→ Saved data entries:

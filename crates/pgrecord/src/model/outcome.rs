use super::Model;
use crate::entity::Entity;
use crate::statement::Statement;
use crate::value::Value;

/// What one write operation did.
///
/// Every write returns one of these instead of leaving the last statement in shared state.
/// A write cancelled by a "before" event carries the statement it would have run, with
/// `applied() == false`.
#[derive(Debug, Clone, PartialEq)]
pub struct Execution {
    statement: Statement,
    applied: bool,
    affected: u64,
    aborted: Option<String>,
}

impl Execution {
    pub(crate) fn done(statement: Statement, affected: u64) -> Self {
        Self {
            statement,
            applied: true,
            affected,
            aborted: None,
        }
    }

    pub(crate) fn cancelled(statement: Statement, reason: String) -> Self {
        Self {
            statement,
            applied: false,
            affected: 0,
            aborted: Some(reason),
        }
    }

    pub fn statement(&self) -> &Statement {
        &self.statement
    }

    pub fn sql(&self) -> &str {
        self.statement.sql()
    }

    pub fn params(&self) -> &[Value] {
        self.statement.params()
    }

    /// Whether the statement was executed.
    pub fn is_applied(&self) -> bool {
        self.applied
    }

    /// Rows reported by storage.
    pub fn affected(&self) -> u64 {
        self.affected
    }

    /// The handler's reason, when a "before" event cancelled the write.
    pub fn abort_reason(&self) -> Option<&str> {
        self.aborted.as_deref()
    }
}

/// Loaded instances from one read, plus the statement that produced them.
pub struct Records<E: Entity> {
    records: Vec<Model<E>>,
    statement: Statement,
}

impl<E: Entity> Records<E> {
    pub(crate) fn new(records: Vec<Model<E>>, statement: Statement) -> Self {
        Self { records, statement }
    }

    pub fn statement(&self) -> &Statement {
        &self.statement
    }

    pub fn records(&self) -> &[Model<E>] {
        &self.records
    }

    pub fn into_records(self) -> Vec<Model<E>> {
        self.records
    }

    pub fn first(&self) -> Option<&Model<E>> {
        self.records.first()
    }

    pub fn len(&self) -> usize {
        self.records.len()
    }

    pub fn is_empty(&self) -> bool {
        self.records.is_empty()
    }

    pub fn iter(&self) -> std::slice::Iter<'_, Model<E>> {
        self.records.iter()
    }
}

impl<E: Entity> IntoIterator for Records<E> {
    type Item = Model<E>;
    type IntoIter = std::vec::IntoIter<Model<E>>;

    fn into_iter(self) -> Self::IntoIter {
        self.records.into_iter()
    }
}

impl<'a, E: Entity> IntoIterator for &'a Records<E> {
    type Item = &'a Model<E>;
    type IntoIter = std::slice::Iter<'a, Model<E>>;

    fn into_iter(self) -> Self::IntoIter {
        self.records.iter()
    }
}

impl<E: Entity> std::fmt::Debug for Records<E> {
    fn fmt(&self, f: &mut std::fmt::Formatter<'_>) -> std::fmt::Result {
        f.debug_struct("Records")
            .field("records", &self.records)
            .field("statement", &self.statement)
            .finish()
    }
}
//! Per-entity configuration.

use crate::entity::Entity;
use crate::naming::default_table_name;
use crate::value::{TIMESTAMP_FORMAT, parse_naive_datetime};

/// Default primary key column.
pub const DEFAULT_PRIMARY_KEY: &str = "id";

/// Where an entity lives and how its bookkeeping columns are named.
///
/// Usually derived from the [`Entity`] constants via [`RecordConfig::for_entity`]; every
/// setting can be overridden with the builder methods.
#[derive(Debug, Clone, PartialEq, Eq)]
pub struct RecordConfig {
    table: String,
    primary_key: String,
    created_at: Option<String>,
    updated_at: Option<String>,
    timestamp_format: String,
    max_logged_sql: usize,
}

impl RecordConfig {
    pub fn new(table: impl Into<String>) -> Self {
        Self {
            table: table.into(),
            primary_key: DEFAULT_PRIMARY_KEY.to_string(),
            created_at: Some("created_at".to_string()),
            updated_at: Some("updated_at".to_string()),
            timestamp_format: TIMESTAMP_FORMAT.to_string(),
            max_logged_sql: 200,
        }
    }

    /// Settings from an entity's constants; the table name falls back to the pluralized,
    /// snake-cased type name.
    pub fn for_entity<E: Entity>() -> Self {
        let table = E::TABLE
            .map(str::to_string)
            .unwrap_or_else(|| default_table_name(E::TYPE_NAME));
        Self {
            primary_key: E::PRIMARY_KEY.to_string(),
            created_at: E::CREATED_AT.map(str::to_string),
            updated_at: E::UPDATED_AT.map(str::to_string),
            ..Self::new(table)
        }
    }

    pub fn table(&self) -> &str {
        &self.table
    }

    pub fn primary_key(&self) -> &str {
        &self.primary_key
    }

    pub fn created_at(&self) -> Option<&str> {
        self.created_at.as_deref()
    }

    pub fn updated_at(&self) -> Option<&str> {
        self.updated_at.as_deref()
    }

    pub fn timestamp_format(&self) -> &str {
        &self.timestamp_format
    }

    pub fn max_logged_sql(&self) -> usize {
        self.max_logged_sql
    }

    pub fn with_table(mut self, table: impl Into<String>) -> Self {
        self.table = table.into();
        self
    }

    pub fn with_primary_key(mut self, column: impl Into<String>) -> Self {
        self.primary_key = column.into();
        self
    }

    /// `None` disables the creation timestamp.
    pub fn with_created_at(mut self, column: Option<&str>) -> Self {
        self.created_at = column.map(str::to_string);
        self
    }

    /// `None` disables the update timestamp.
    pub fn with_updated_at(mut self, column: Option<&str>) -> Self {
        self.updated_at = column.map(str::to_string);
        self
    }

    pub fn without_timestamps(self) -> Self {
        self.with_created_at(None).with_updated_at(None)
    }

    /// chrono `strftime` format used when stamping timestamp columns.
    ///
    /// The rendering has to read back as a full timestamp (ISO 8601 with a `T` or a space,
    /// optional fraction, optional offset), since it is bound to `timestamp` parameters.
    /// [`now`](Self::now) falls back to [`TIMESTAMP_FORMAT`] for anything else.
    pub fn with_timestamp_format(mut self, format: impl Into<String>) -> Self {
        self.timestamp_format = format.into();
        self
    }

    pub fn with_max_logged_sql(mut self, max_bytes: usize) -> Self {
        self.max_logged_sql = max_bytes;
        self
    }

    /// The current local time, rendered with the timestamp format.
    pub fn now(&self) -> String {
        use std::fmt::Write as _;

        let now = chrono::Local::now().naive_local();
        let mut out = String::new();
        if write!(out, "{}", now.format(&self.timestamp_format)).is_ok()
            && parse_naive_datetime(&out).is_ok()
        {
            return out;
        }
        tracing::warn!(
            target: "pgrecord.config",
            format = %self.timestamp_format,
            "timestamp format does not render a timestamp; using the default"
        );
        now.format(TIMESTAMP_FORMAT).to_string()
    }
}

→ Problem requirements: Of the entries above, how many lines hold the word "bool"? Give back only that number.

→ Answer space: 3